Advanced technologies and applied materials experienced mid single-digit growth, driven by sales of third-party materials and consumables. Sales of electronic materials were flat year-over-year. AMEA had a decline in the management EBITDA margin rate from 24% in 2018 to 20% in 2019. We had modest volume leverage, offset by a slightly dilutive mix of product sales and investments in customer-facing sales and in marketing functions and new supply chain facilities to support future growth.

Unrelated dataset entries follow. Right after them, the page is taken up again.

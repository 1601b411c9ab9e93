//! Generated SQL fragments

use std::fmt;

/// One SQL statement produced by a generator, executed verbatim.
#[derive(Debug, Clone, PartialEq, Eq)]
pub struct Sql {
    text: String,
    affected_table: Option<String>,
}

impl Sql {
    pub fn new(text: impl Into<String>) -> Self {
        Self {
            text: text.into(),
            affected_table: None,
        }
    }

    /// A statement that reads or writes `table`
    pub fn affecting(text: impl Into<String>, table: impl Into<String>) -> Self {
        Self {
            text: text.into(),
            affected_table: Some(table.into()),
        }
    }

    pub fn text(&self) -> &str {
        &self.text
    }

    pub fn affected_table(&self) -> Option<&str> {
        self.affected_table.as_deref()
    }

    pub fn into_text(self) -> String {
        self.text
    }
}

impl fmt::Display for Sql {
    fn fmt(&self, f: &mut fmt::Formatter<'_>) -> fmt::Result {
        f.write_str(&self.text)
    }
}
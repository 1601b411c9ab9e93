use super::*;
use crate::datatype::LogicalType;
use crate::generator::GeneratorRegistry;
use sr_core::{ChangeLogContext, ChangeSetId, CheckSum, HostIdentity, StarRocksDialect, TableName};

fn context() -> ChangeLogContext {
    ChangeLogContext::new("analytics").unwrap()
}

fn render(stmt: Statement) -> Vec<String> {
    let changelog = context();
    let ctx = GeneratorContext::new(&StarRocksDialect, &changelog);
    GeneratorRegistry::with_starrocks()
        .generate(&stmt, &ctx)
        .unwrap()
        .into_iter()
        .map(Sql::into_text)
        .collect()
}

fn assert_parses_as_mysql(sql: &str) {
    let dialect = sqlparser::dialect::MySqlDialect {};
    if let Err(e) = sqlparser::parser::Parser::parse_sql(&dialect, sql) {
        panic!("generated SQL does not parse: {e}\n{sql}");
    }
}

#[test]
fn test_create_lock_table() {
    let sql = render(Statement::CreateChangeLogLockTable);
    assert_eq!(
        sql,
        vec![
            "CREATE TABLE IF NOT EXISTS `analytics`.DATABASECHANGELOGLOCK (\
             ID INT NOT NULL, LOCKED TINYINT NOT NULL, LOCKGRANTED DATETIME, LOCKEDBY VARCHAR(255)\
             ) ENGINE = OLAP PRIMARY KEY (ID) PROPERTIES (\"replication_num\"=\"1\")"
        ]
    );
}

#[test]
fn test_create_changelog_table() {
    let sql = render(Statement::CreateChangeLogTable);
    assert_eq!(sql.len(), 1);
    let ddl = &sql[0];
    assert!(ddl.starts_with("CREATE TABLE IF NOT EXISTS `analytics`.DATABASECHANGELOG ("));
    for column in sr_core::changelog::CHANGELOG_COLUMNS {
        assert!(ddl.contains(&format!("{column} ")), "missing {column}");
    }
    assert!(ddl.contains("MD5SUM VARCHAR(35)"));
    assert!(ddl.ends_with(
        r#") ENGINE = OLAP PRIMARY KEY (ID, AUTHOR, FILENAME) PROPERTIES ("replication_num"="1")"#
    ));
}

#[test]
fn test_create_table_uses_context_properties() {
    let changelog = context().with_table_properties(
        [
            ("replication_num".to_string(), "3".to_string()),
            ("storage_medium".to_string(), "SSD".to_string()),
        ]
        .into_iter()
        .collect(),
    );
    let ctx = GeneratorContext::new(&StarRocksDialect, &changelog);
    let sql = create_lock_table(&Statement::CreateChangeLogLockTable, &ctx).unwrap();
    assert!(sql[0]
        .text()
        .ends_with(r#"PROPERTIES ("replication_num"="3", "storage_medium"="SSD")"#));
}

#[test]
fn test_initialize_lock_table_guards_delete() {
    let sql = render(Statement::InitializeChangeLogLockTable);
    assert_eq!(
        sql,
        vec![
            "DELETE FROM `analytics`.DATABASECHANGELOGLOCK WHERE ID IS NOT NULL",
            "INSERT INTO `analytics`.DATABASECHANGELOGLOCK (ID, LOCKED) VALUES (1, false)",
        ]
    );
    sql.iter().for_each(|s| assert_parses_as_mysql(s));
}

#[test]
fn test_lock_changelog() {
    let sql = render(Statement::LockChangeLog {
        host: HostIdentity::new("h1", "desc", "addr"),
    });
    assert_eq!(
        sql,
        vec![
            "UPDATE `analytics`.DATABASECHANGELOGLOCK SET LOCKED = true, \
             LOCKEDBY = 'h1 desc (addr)', LOCKGRANTED = NOW() \
             WHERE ID = 1 AND LOCKED = false"
        ]
    );
    assert_parses_as_mysql(&sql[0]);
}

#[test]
fn test_lock_changelog_escapes_holder() {
    let sql = render(Statement::LockChangeLog {
        host: HostIdentity::new("o'brien", "", "10.0.0.1"),
    });
    assert!(sql[0].contains("LOCKEDBY = 'o''brien  (10.0.0.1)'"));
    assert_parses_as_mysql(&sql[0]);
}

#[test]
fn test_unlock_changelog() {
    let sql = render(Statement::UnlockChangeLog);
    assert_eq!(
        sql,
        vec![
            "UPDATE `analytics`.DATABASECHANGELOGLOCK SET LOCKED = false, \
             LOCKEDBY = NULL, LOCKGRANTED = NULL WHERE ID = 1 AND LOCKED = true"
        ]
    );
    assert_parses_as_mysql(&sql[0]);
}

#[test]
fn test_remove_ran_status() {
    let sql = render(Statement::RemoveChangeSetRanStatus {
        change_set: ChangeSetId::new("1", "alice", "db/changelog.yaml"),
    });
    assert_eq!(
        sql,
        vec![
            "DELETE FROM `analytics`.DATABASECHANGELOG WHERE ID = '1' \
             AND AUTHOR = 'alice' AND FILENAME = 'db/changelog.yaml'"
        ]
    );
    assert_parses_as_mysql(&sql[0]);
}

#[test]
fn test_update_checksum_writes_new_value() {
    let checksum: CheckSum = "9:0a1b2c3d".parse().unwrap();
    let sql = render(Statement::UpdateChangeSetChecksum {
        change_set: ChangeSetId::new("2", "bob", "db/changelog.yaml"),
        checksum,
    });
    assert_eq!(
        sql,
        vec![
            "UPDATE `analytics`.DATABASECHANGELOG SET MD5SUM = '9:0a1b2c3d' \
             WHERE ID = '2' AND AUTHOR = 'bob' AND FILENAME = 'db/changelog.yaml'"
        ]
    );
    assert_parses_as_mysql(&sql[0]);
}

#[test]
fn test_tag_database_targets_latest_row() {
    let sql = render(Statement::TagDatabase {
        tag: "v1.0".to_string(),
    });
    assert_eq!(sql.len(), 1);
    let update = &sql[0];
    assert!(update.starts_with("UPDATE `analytics`.DATABASECHANGELOG SET TAG = 'v1.0' WHERE"));
    assert!(update.contains(
        "DATEEXECUTED = (SELECT DATEEXECUTED FROM `analytics`.DATABASECHANGELOG \
         ORDER BY DATEEXECUTED DESC, ORDEREXECUTED DESC LIMIT 1)"
    ));
    assert!(update.contains(
        "ORDEREXECUTED = (SELECT ORDEREXECUTED FROM `analytics`.DATABASECHANGELOG \
         ORDER BY DATEEXECUTED DESC, ORDEREXECUTED DESC LIMIT 1)"
    ));
    assert!(!update.contains("JOIN"));
    assert_parses_as_mysql(update);
}

#[test]
fn test_tag_database_escapes_tag() {
    let sql = render(Statement::TagDatabase {
        tag: "it's".to_string(),
    });
    assert!(sql[0].contains("SET TAG = 'it''s'"));
}

#[test]
fn test_modify_data_type_is_noop() {
    for new_type in [LogicalType::BigInt, LogicalType::Varchar(1024)] {
        let sql = render(Statement::ModifyDataType {
            table: TableName::new("DATABASECHANGELOG").unwrap(),
            column: "MD5SUM".to_string(),
            new_type,
        });
        assert!(sql.is_empty());
    }
}

#[test]
fn test_generator_rejects_other_statement() {
    let changelog = context();
    let ctx = GeneratorContext::new(&StarRocksDialect, &changelog);
    let err = lock_changelog(&Statement::UnlockChangeLog, &ctx).unwrap_err();
    assert!(matches!(
        err,
        crate::SqlError::StatementMismatch {
            expected: StatementKind::LockChangeLog,
            found: StatementKind::UnlockChangeLog,
        }
    ));
}

#[test]
fn test_every_override_outranks_default() {
    for generator in generators() {
        assert_eq!(generator.dialect, Some(DialectTag::StarRocks));
        assert!(generator.priority > sr_core::PRIORITY_DEFAULT);
    }
}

Turning to slide 10, I want to share some more detail on cash performance for the quarter. For grounding, the green bars on the left show free cash flow, which grew from $99 million in the third quarter of 2018 to a $185 million in the third quarter of 2019. Net working capital contributed approximately $80 million of this $86 million improvement as you can see in the table on the right. We are clearly getting some traction from the leadership attention this areas receiving. However, we still have an opportunity for significant further improvement.

You will also note that the improvement in free cash flow was from lower interest costs, driven by our deleveraging was largely offset by higher payments for income taxes, as our net operating loss deductions begin to expire. Excluding cash interest, which is shown in the blue bars, the unlevered free cash flow grew from $139 million in 2018 to $206 million in 2019. This cash generation enabled approximately $157 million of cash deleveraging in the quarter.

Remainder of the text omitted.